● Listed entries
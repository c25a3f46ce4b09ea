//! Response DTOs.

use serde::{Deserialize, Serialize};

use heartgate_service::HeartbeatReply;

/// Successful heartbeat response.
#[derive(Debug, Clone, Serialize, Deserialize)]
pub struct HeartbeatTokenResponse {
    /// Token for the next heartbeat.
    pub heartbeat_token: String,
}

impl From<HeartbeatReply> for HeartbeatTokenResponse {
    fn from(reply: HeartbeatReply) -> Self {
        Self {
            heartbeat_token: reply.heartbeat_token,
        }
    }
}
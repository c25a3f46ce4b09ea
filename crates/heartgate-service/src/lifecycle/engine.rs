//! The session lifecycle engine.

use chrono::{DateTime, Utc};
use tracing::debug;

use heartgate_core::types::{HeartbeatClaims, PostAction, SessionRecord, UserSessionMap};

use super::limit::LimitBreach;
use super::prune::prune_sessions;
use super::renewal::NewSessionTriggers;

/// Whether the heartbeat was accepted.
#[derive(Debug, Clone, PartialEq, Eq)]
pub enum Outcome {
    /// The session was renewed or created.
    Accepted {
        /// Record written for the session.
        record: SessionRecord,
        /// Claims to seal into the response token.
        claims: HeartbeatClaims,
    },
    /// The limit check failed.
    Rejected(LimitBreach),
}

/// Everything the engine decided for one heartbeat.
#[derive(Debug, Clone, PartialEq, Eq)]
pub struct Decision {
    /// Session the heartbeat now belongs to. On rejection this is the claimed
    /// id, which is `None` for backend-originated tokens.
    pub session_id: Option<String>,
    /// Why a new session is (or would have been) required.
    pub triggers: NewSessionTriggers,
    /// Sessions that survived pruning.
    pub active_sessions: UserSessionMap,
    /// Ids removed by pruning.
    pub pruned: Vec<String>,
    /// Limit check result, kept on both paths for logging.
    pub limit: LimitBreach,
    /// Accept or reject.
    pub outcome: Outcome,
    /// Store mutations to apply once the response is known.
    pub post_actions: Vec<PostAction>,
}

impl Decision {
    /// Whether the heartbeat was accepted.
    pub fn is_accepted(&self) -> bool {
        matches!(self.outcome, Outcome::Accepted { .. })
    }

    /// Whether a fresh session id was issued.
    pub fn is_new_session(&self) -> bool {
        self.is_accepted() && self.triggers.any()
    }
}

/// Pure decision function over a session snapshot.
///
/// The only configurable part is the id generator.
#[derive(Debug, Clone, Copy)]
pub struct LifecycleEngine {
    mint: fn() -> String,
}

impl Default for LifecycleEngine {
    fn default() -> Self {
        Self::new()
    }
}

impl LifecycleEngine {
    /// Engine issuing random UUID v4 session ids.
    pub fn new() -> Self {
        Self {
            mint: || uuid::Uuid::new_v4().to_string(),
        }
    }

    /// Engine issuing ids from `mint`.
    pub fn with_id_source(mint: fn() -> String) -> Self {
        Self { mint }
    }

    /// Decide the fate of one heartbeat.
    ///
    /// `progress` is queued as an `UpdateProgress` action on acceptance,
    /// provided the claims name an asset.
    pub fn evaluate(
        &self,
        claims: &HeartbeatClaims,
        sessions: &UserSessionMap,
        now: DateTime<Utc>,
        progress: Option<&serde_json::Value>,
    ) -> Decision {
        let pruned = prune_sessions(claims, sessions, now);
        let mut post_actions: Vec<PostAction> = pruned
            .expired
            .iter()
            .map(|session_id| PostAction::DeleteSession {
                user_id: claims.user_id.clone(),
                session_id: session_id.clone(),
            })
            .collect();

        if !pruned.expired.is_empty() {
            debug!(expired = ?pruned.expired, "Pruned silent sessions");
        }

        let triggers = NewSessionTriggers::evaluate(claims, &pruned.active, now);
        if triggers.any() {
            debug!(?triggers, "Heartbeat needs a new session");
        }

        let limit = LimitBreach::evaluate(claims, &pruned.active, claims.session_id.as_deref());
        if limit.is_exceeded() {
            debug!(
                sessions_edge_exceeded = limit.sessions_edge_exceeded,
                session_over_limit = limit.session_over_limit,
                position = ?limit.position,
                "Session limit exceeded"
            );

            return Decision {
                session_id: claims.session_id.clone(),
                triggers,
                active_sessions: pruned.active,
                pruned: pruned.expired,
                limit: limit.clone(),
                outcome: Outcome::Rejected(limit),
                post_actions,
            };
        }

        let (session_id, record) = match claims.session_id.as_ref() {
            Some(session_id) if !triggers.any() => {
                let record = pruned
                    .active
                    .get(session_id)
                    .map(|previous| previous.renewed(now))
                    .unwrap_or_else(|| SessionRecord::started(now));
                (session_id.clone(), record)
            }
            _ => {
                let session_id = (self.mint)();
                debug!(session_id = %session_id, "Creating new session");
                (session_id, SessionRecord::started(now))
            }
        };

        post_actions.push(PostAction::SetSession {
            user_id: claims.user_id.clone(),
            session_id: session_id.clone(),
            record: record.clone(),
        });

        if let (Some(progress), Some(asset_id)) = (progress, claims.asset_id.as_ref()) {
            post_actions.push(PostAction::UpdateProgress {
                user_id: claims.user_id.clone(),
                asset_id: asset_id.clone(),
                progress: progress.clone(),
            });
        }

        let mut renewed = claims.clone();
        renewed.session_id = Some(session_id.clone());
        renewed.started_at = Some(record.started_at);
        renewed.timestamp = Some(now);

        Decision {
            session_id: Some(session_id),
            triggers,
            active_sessions: pruned.active,
            pruned: pruned.expired,
            limit,
            outcome: Outcome::Accepted {
                record,
                claims: renewed,
            },
            post_actions,
        }
    }
}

● Action item
Select the lines in this material that hold the word "HeartbeatReply", leaving none out.

● Result
use heartgate_service::HeartbeatReply;
impl From<HeartbeatReply> for HeartbeatTokenResponse {
    fn from(reply: HeartbeatReply) -> Self {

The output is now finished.